Search the listing below for the string "keys" and copy every line where it occurs.

Start of SUPPLIED DATA

use std::collections::HashMap;
use std::sync::atomic::Ordering;
use std::sync::{Arc, Mutex, MutexGuard, PoisonError};
use std::time::{Duration, Instant};

use generational_arena::{Arena, Index};
use hickory_proto::op::Message;
use rustc_hash::FxBuildHasher;
use tracing::{debug, info};
use weftdns_domain::{CacheConfig, CacheError};

use super::entry::{CacheEntry, EntryFlags};
use super::expiration::ExpirationIndex;
use super::key::CacheKey;
use super::metrics::CacheMetrics;

/// How long a pending placeholder stays valid: the window a resolution gets
/// to finish before a later lookup may discard the placeholder and retry.
pub(crate) const DEFAULT_PENDING_TTL: Duration = Duration::from_secs(5);

/// The map, the entry arena and the expiration index form one unit; they are
/// only ever mutated together, behind the cache-wide lock.
struct CacheInner {
    entries: Arena<CacheEntry>,
    by_key: HashMap<CacheKey, Index, FxBuildHasher>,
    expirations: ExpirationIndex,
}

/// Thread-safe response cache with a fixed capacity.
///
/// A single exclusive lock guards all internal state: a hit can expire the
/// entry it touched and a miss installs a placeholder, so every operation
/// mutates and there is no read-only path worth a shared lock.
pub struct ResponseCache {
    capacity: usize,
    pending_ttl: Duration,
    metrics: Arc<CacheMetrics>,
    inner: Mutex<CacheInner>,
}

impl ResponseCache {
    /// Create a cache holding at most `capacity` resolved entries.
    pub fn new(capacity: usize) -> Result<Self, CacheError> {
        Self::with_pending_ttl(capacity, DEFAULT_PENDING_TTL)
    }

    pub fn from_config(config: &CacheConfig) -> Result<Self, CacheError> {
        Self::with_pending_ttl(
            config.capacity,
            Duration::from_secs(config.pending_ttl_secs),
        )
    }

    pub fn with_pending_ttl(capacity: usize, pending_ttl: Duration) -> Result<Self, CacheError> {
        if capacity == 0 {
            return Err(CacheError::InvalidCapacity(capacity));
        }

        info!(capacity, "response cache initialized");

        Ok(Self {
            capacity,
            pending_ttl,
            metrics: Arc::new(CacheMetrics::default()),
            inner: Mutex::new(CacheInner {
                entries: Arena::with_capacity(capacity),
                by_key: HashMap::with_capacity_and_hasher(capacity, FxBuildHasher::default()),
                expirations: ExpirationIndex::new(),
            }),
        })
    }

    pub fn capacity(&self) -> usize {
        self.capacity
    }

    /// Number of entries in the map, pending placeholders included.
    pub fn len(&self) -> usize {
        self.lock().by_key.len()
    }

    pub fn is_empty(&self) -> bool {
        self.len() == 0
    }

    pub fn metrics(&self) -> Arc<CacheMetrics> {
        Arc::clone(&self.metrics)
    }

    /// Store a resolution result for the request's question.
    ///
    /// A nonzero `ttl` overrides the validity window derived from the reply's
    /// answer records. `reply` may be `None` for results that carry only
    /// flags, such as the negative-cache marker. Returns the stored reply's
    /// serialized length.
    pub fn put(
        &self,
        request: &Message,
        reply: Option<&Message>,
        ttl: u32,
        flags: EntryFlags,
        now: Instant,
    ) -> usize {
        let Some(question) = request.queries().first() else {
            debug!(id = request.id(), "put request carries no question; ignored");
            return 0;
        };
        let key = CacheKey::from_query(question);

        let mut guard = self.lock();
        let CacheInner {
            entries,
            by_key,
            expirations,
        } = &mut *guard;

        if let Some(&handle) = by_key.get(&key) {
            let changed = entries[handle].set_reply(reply, ttl, flags, now);
            if entries[handle].heap_pos().is_some() {
                if changed {
                    expirations.fix(entries, handle);
                }
            } else {
                // a placeholder just resolved: it now has a real validity
                // window and must take part in expiration order and capacity
                self.evict_for_capacity(entries, by_key, expirations);
                expirations.push(entries, handle);
            }
            entries[handle].reply_len()
        } else {
            self.evict_for_capacity(entries, by_key, expirations);

            let mut entry = CacheEntry::pending(key.clone(), now, self.pending_ttl);
            entry.set_reply(reply, ttl, flags, now);
            let reply_len = entry.reply_len();

            let handle = entries.insert(entry);
            expirations.push(entries, handle);
            by_key.insert(key, handle);

            self.metrics.insertions.fetch_add(1, Ordering::Relaxed);
            debug!(
                id = request.id(),
                reply_len,
                cache_size = by_key.len(),
                "stored response in cache"
            );
            reply_len
        }
    }

    /// Look up a reply for the request's question.
    ///
    /// `Ok(None)` means miss, pending, or expired; the caller decides whether
    /// to start a resolution and `put` the outcome. On the first miss for a
    /// key a pending placeholder is installed, so concurrent callers racing
    /// the same name wait for one resolution instead of launching their own.
    pub fn get(
        &self,
        request: &Message,
        max_len: usize,
        now: Instant,
    ) -> Result<Option<Message>, CacheError> {
        let Some(question) = request.queries().first() else {
            debug!(id = request.id(), "request carries no question");
            return Ok(None);
        };
        let key = CacheKey::from_query(question);

        let mut guard = self.lock();
        let CacheInner {
            entries,
            by_key,
            expirations,
        } = &mut *guard;

        let Some(&handle) = by_key.get(&key) else {
            debug!(id = request.id(), "adding in pending state");
            let handle = entries.insert(CacheEntry::pending(key.clone(), now, self.pending_ttl));
            by_key.insert(key, handle);
            self.metrics.misses.fetch_add(1, Ordering::Relaxed);
            return Ok(None);
        };

        let result = entries[handle].served_reply(request, max_len, now);

        // expiry dominates whatever was computed above, the negative-cache
        // marker included
        if entries[handle].has_expired(now) {
            debug!(id = request.id(), "expired: removing");
            expirations.remove(entries, handle);
            entries.remove(handle);
            by_key.remove(&key);
            self.metrics.expirations.fetch_add(1, Ordering::Relaxed);
            self.metrics.misses.fetch_add(1, Ordering::Relaxed);
            return Ok(None);
        }

        match &result {
            Ok(Some(_)) | Err(_) => {
                self.metrics.hits.fetch_add(1, Ordering::Relaxed);
            }
            Ok(None) => {
                self.metrics.misses.fetch_add(1, Ordering::Relaxed);
            }
        }

        result
    }

    /// Remove the entry for `key`, if any. Absent keys are not an error.
    pub fn remove(&self, key: &CacheKey) {
        let mut guard = self.lock();
        let CacheInner {
            entries,
            by_key,
            expirations,
        } = &mut *guard;

        if let Some(handle) = by_key.remove(key) {
            expirations.remove(entries, handle);
            entries.remove(handle);
        }
    }

    /// Drop every expired entry. Returns how many were removed.
    pub fn purge(&self, now: Instant) -> usize {
        let mut guard = self.lock();
        let CacheInner {
            entries,
            by_key,
            expirations,
        } = &mut *guard;

        let mut removed = 0usize;
        while let Some(root) = expirations.peek() {
            if !entries[root].has_expired(now) {
                // heap order: every remaining entry is still valid
                break;
            }
            expirations.pop_min(entries);
            if let Some(entry) = entries.remove(root) {
                by_key.remove(entry.key());
            }
            removed += 1;
        }

        // placeholders never join the index, so age them out here; this keeps
        // the map bounded under a stream of never-resolving keys
        by_key.retain(|_, handle| {
            let stale = entries
                .get(*handle)
                .map(|entry| entry.heap_pos().is_none() && entry.has_expired(now))
                .unwrap_or(true);
            if stale {
                entries.remove(*handle);
                removed += 1;
            }
            !stale
        });

        if removed > 0 {
            self.metrics
                .expirations
                .fetch_add(removed as u64, Ordering::Relaxed);
            debug!(removed, cache_size = by_key.len(), "purged expired entries");
        }
        removed
    }

    /// Drop everything; capacity is unchanged.
    pub fn clear(&self) {
        let mut guard = self.lock();
        guard.entries.clear();
        guard.by_key.clear();
        guard.expirations.clear();
        info!("cache cleared");
    }

    fn evict_for_capacity(
        &self,
        entries: &mut Arena<CacheEntry>,
        by_key: &mut HashMap<CacheKey, Index, FxBuildHasher>,
        expirations: &mut ExpirationIndex,
    ) {
        while expirations.len() >= self.capacity {
            let Some(handle) = expirations.pop_min(entries) else {
                break;
            };
            if let Some(entry) = entries.remove(handle) {
                debug!(name = %entry.key().name, "evicting earliest-expiring entry");
                by_key.remove(entry.key());
                self.metrics.evictions.fetch_add(1, Ordering::Relaxed);
            }
        }
    }

    fn lock(&self) -> MutexGuard<'_, CacheInner> {
        self.inner.lock().unwrap_or_else(PoisonError::into_inner)
    }
}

End of SUPPLIED DATA

▶ **WRITTEN RESPONSE**:
    /// Remove the entry for `key`, if any. Absent keys are not an error.
        // the map bounded under a stream of never-resolving keys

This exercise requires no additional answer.